Generation Virtual: Virtually In Touch
August 19, 2008
It's time, the experts say, to move beyond marketing to women, marketing to men, marketing to kids... it's time to market to people.
Now, it's not that women and men and kids aren't people, but...when we label them or box them into groups, people, as a whole, resent it. Men don't like to be categorized according to the way they dress or by what they read. Women don't like being lumped all together, even if we do like to go to the ladies room together. And kids - anyone who professes to understand kids as a whole, please go to the head of the class! Kids are about as predictable as the weather!
That said, it does help to "group" people according to certain traits - in order to engage them in conversation and by virtue of your listening skills, to begin to understand them. Understanding your market, what a concept!
Enter Generation V - a new look at an old idea: meeting at the well marketing.

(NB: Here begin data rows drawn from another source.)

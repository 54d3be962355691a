//! Schedulable test units
//!
//! A `TestUnit` is an opaque piece of work handed to one worker. It knows how
//! many results it expects and how to turn itself into a command line for the
//! external test binary. Its scratch files are created lazily and removed when
//! the unit is absorbed or dropped.

use serde::{Deserialize, Serialize};
use std::fmt;
use std::io;
use std::path::{Path, PathBuf};
use tempfile::{TempDir, TempPath};
use tracing::warn;

const RESULT_PREFIX: &str = "PT_";
const COVERAGE_PREFIX: &str = "CV_";

/// What a unit runs
#[derive(Clone, Debug, PartialEq, Eq, Serialize, Deserialize)]
#[serde(rename_all = "snake_case", tag = "kind")]
pub enum UnitKind {
    /// Every test in one file
    File,
    /// Selected methods of one file, in order
    Methods { names: Vec<String> },
    /// A suite declared in the test binary's configuration file
    Suite { name: String, configuration: PathBuf },
}

/// One schedulable unit of work
#[derive(Debug)]
pub struct TestUnit {
    path: PathBuf,
    kind: UnitKind,
    expected_count: usize,
    result_file: Option<TempPath>,
    coverage_file: Option<TempPath>,
    last_command: Option<String>,
}

impl TestUnit {
    /// A whole test file, expecting a single result until told otherwise
    pub fn file(path: impl Into<PathBuf>) -> Self {
        Self::new(path.into(), UnitKind::File, 1)
    }

    /// A chain of methods from one file; expects one result per method
    pub fn methods(path: impl Into<PathBuf>, names: Vec<String>) -> Self {
        let expected = names.len().max(1);
        Self::new(path.into(), UnitKind::Methods { names }, expected)
    }

    /// A configured suite. There is no cheap way to know its size up front.
    pub fn suite(name: impl Into<String>, configuration: impl Into<PathBuf>) -> Self {
        Self::new(
            PathBuf::new(),
            UnitKind::Suite {
                name: name.into(),
                configuration: configuration.into(),
            },
            1,
        )
    }

    fn new(path: PathBuf, kind: UnitKind, expected_count: usize) -> Self {
        Self {
            path,
            kind,
            expected_count,
            result_file: None,
            coverage_file: None,
            last_command: None,
        }
    }

    /// Override the expected result count
    pub fn with_expected_count(mut self, count: usize) -> Self {
        self.expected_count = count;
        self
    }

    pub fn path(&self) -> &Path {
        &self.path
    }

    pub fn kind(&self) -> &UnitKind {
        &self.kind
    }

    pub fn expected_count(&self) -> usize {
        self.expected_count
    }

    /// Where the test binary writes its result document, once realised
    pub fn result_path(&self) -> Option<&Path> {
        self.result_file.as_deref()
    }

    /// Where the test binary writes its coverage snapshot, once realised
    pub fn coverage_path(&self) -> Option<&Path> {
        self.coverage_file.as_deref()
    }

    pub fn last_command(&self) -> Option<&str> {
        self.last_command.as_deref()
    }

    /// Delete the result document. Safe to call more than once.
    pub fn discard_result(&mut self) {
        if let Some(file) = self.result_file.take() {
            let path = file.to_path_buf();
            if let Err(e) = file.close() {
                if e.kind() != io::ErrorKind::NotFound {
                    warn!("Failed to remove result file {}: {}", path.display(), e);
                }
            }
        }
    }

    /// Build the command line for this unit, creating its scratch files.
    pub fn command_args(
        &mut self,
        invocation: &Invocation,
        scratch: &ScratchDir,
    ) -> io::Result<Vec<String>> {
        let mut args = vec![invocation.binary.display().to_string()];
        args.extend(invocation.passthrough.iter().cloned());

        for option in &invocation.options {
            args.push(format!("--{}", option.name));
            if let Some(value) = &option.value {
                args.push(value.clone());
            }
        }

        match &self.kind {
            UnitKind::File => {}
            UnitKind::Methods { names } => {
                args.push("--filter".to_string());
                args.push(method_filter(names));
            }
            UnitKind::Suite {
                name,
                configuration,
            } => {
                args.push("--testsuite".to_string());
                args.push(name.clone());
                args.push("--configuration".to_string());
                args.push(configuration.display().to_string());
            }
        }

        if self.result_file.is_none() {
            self.result_file = Some(scratch.create(RESULT_PREFIX)?);
        }
        args.push(invocation.result_flag.clone());
        args.push(display(self.result_file.as_deref()));

        if let Some(flag) = &invocation.coverage_flag {
            if self.coverage_file.is_none() {
                self.coverage_file = Some(scratch.create(COVERAGE_PREFIX)?);
            }
            args.push(flag.clone());
            args.push(display(self.coverage_file.as_deref()));
        }

        if !self.path.as_os_str().is_empty() {
            args.push(self.path.display().to_string());
        }

        self.last_command = Some(shell_words::join(&args));
        Ok(args)
    }
}

impl fmt::Display for TestUnit {
    fn fmt(&self, f: &mut fmt::Formatter<'_>) -> fmt::Result {
        match &self.kind {
            UnitKind::File => write!(f, "{}", self.path.display()),
            UnitKind::Methods { names } => {
                write!(f, "{} ({})", self.path.display(), names.join(", "))
            }
            UnitKind::Suite { name, .. } => write!(f, "suite {name}"),
        }
    }
}

fn display(path: Option<&Path>) -> String {
    path.map(|p| p.display().to_string()).unwrap_or_default()
}

/// Filter matching any of the methods, including data-provider expansions
fn method_filter(names: &[String]) -> String {
    let alternatives: Vec<String> = names
        .iter()
        .map(|name| format!("::{}", regex::escape(name)))
        .collect();
    format!("/(?:{})(?: with data set .+)?$/", alternatives.join("|"))
}

/// A `--name [value]` option forwarded to the test binary
#[derive(Clone, Debug, PartialEq, Eq, Serialize, Deserialize)]
pub struct FrameworkOption {
    pub name: String,
    #[serde(default)]
    pub value: Option<String>,
}

impl FrameworkOption {
    pub fn flag(name: impl Into<String>) -> Self {
        Self {
            name: name.into(),
            value: None,
        }
    }

    pub fn with_value(name: impl Into<String>, value: impl Into<String>) -> Self {
        Self {
            name: name.into(),
            value: Some(value.into()),
        }
    }
}

/// The parts of a worker command line shared by every unit
#[derive(Clone, Debug, PartialEq, Eq)]
pub struct Invocation {
    pub binary: PathBuf,
    pub passthrough: Vec<String>,
    pub options: Vec<FrameworkOption>,
    pub result_flag: String,
    pub coverage_flag: Option<String>,
}

impl Invocation {
    pub fn new(binary: impl Into<PathBuf>) -> Self {
        Self {
            binary: binary.into(),
            passthrough: Vec::new(),
            options: Vec::new(),
            result_flag: "--log-junit".to_string(),
            coverage_flag: None,
        }
    }

    pub fn with_passthrough(mut self, args: Vec<String>) -> Self {
        self.passthrough = args;
        self
    }

    pub fn with_options(mut self, options: Vec<FrameworkOption>) -> Self {
        self.options = options;
        self
    }

    pub fn with_result_flag(mut self, flag: impl Into<String>) -> Self {
        self.result_flag = flag.into();
        self
    }

    pub fn with_coverage_flag(mut self, flag: impl Into<String>) -> Self {
        self.coverage_flag = Some(flag.into());
        self
    }
}

/// Directory holding per-unit scratch files
#[derive(Debug)]
pub struct ScratchDir {
    path: PathBuf,
    _owned: Option<TempDir>,
}

impl ScratchDir {
    /// Use an existing directory; scratch files are still removed individually
    pub fn at(path: impl Into<PathBuf>) -> io::Result<Self> {
        let path = path.into();
        std::fs::create_dir_all(&path)?;
        Ok(Self { path, _owned: None })
    }

    /// A private temporary directory, removed on drop
    pub fn temporary() -> io::Result<Self> {
        let dir = tempfile::Builder::new().prefix("parasuite-").tempdir()?;
        Ok(Self {
            path: dir.path().to_path_buf(),
            _owned: Some(dir),
        })
    }

    pub fn path(&self) -> &Path {
        &self.path
    }

    fn create(&self, prefix: &str) -> io::Result<TempPath> {
        Ok(tempfile::Builder::new()
            .prefix(prefix)
            .tempfile_in(&self.path)?
            .into_temp_path())
    }
}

Generation V - V for Virtual, is part of today's marketing strategy. Gartner research has a great outline and article on what they call Generation V, which starts by saying, "The online behavior, attitudes and interests of people from all walks of life are blending together online..."
In a Forbes article dated April 3rd of this year, they say, "In 10 years, the largest influence on all purchases will be the virtual experiences associated with them [the 1.2 billion people expected to be online by 2011], and therefore, more money will be spent marketing and selling to multiple online personae than marketing and selling offline." The empasis is mine.
This is a group of PEOPLE not defined by AGE, or GENDER, or SOCIAL standing!! Generation Virtual - you're part of it. I'm part of it. Our kids LIVE in it!
How then, do you market to it? To THEM - the Generation Virtual folk who are online at this very moment Twittering, or blogging, or commenting on a blog, or reading an e-book?
Forbes says it best, "...the value set of Generation V differs subtly from that of its predecessors. Its members have an overwhelming belief in a meritocratic environment: the value of collaboration, that "we" is more powerful and valuable than "me" and that sharing increases the value of something rather than diminishes or erodes it."
Are you paying attention? Are the female customers you want to reach a part of Generation V? You bet they are! They are powerful, engaged, connected, and they are ageless. Understand their interest in community building and you are on the way to understanding them.
HINT: They do not want you to create a new community for them to join! They want you to participate in the communities they already belong to. Their mantra (IMHO) is: I Link, Therefore, I Am.
Mary, that is true. But, it's a fact of life. Irreverence and humor usually float to the top. I submit that the great blogs on business, the serious writers, have good readers and the kind of traffic and interactivity that reflects their hard work.
We're in the "niche market" part of the blogopshere. It suits me well.
And yes, every now and then, one of the big boys or girls does notice... but, in-between, I'm happy with you and all of my other readers. You are the cream of the crop to me.
Posted by: Yvonne DiVita | August 21, 2008 at 08:32 AM
I have one concern - to get top readership and therefore the budgets of business, you need to be flippant, or irreverant, or funny or anything other than tackling serious subjects. The top read blogs according to the article were on fashion and health. Fluff brings in the eyes. I hope this is just an early adopter trend and as the blogoshere matures, readers go for hard hitting blogs like they do hard hitting news.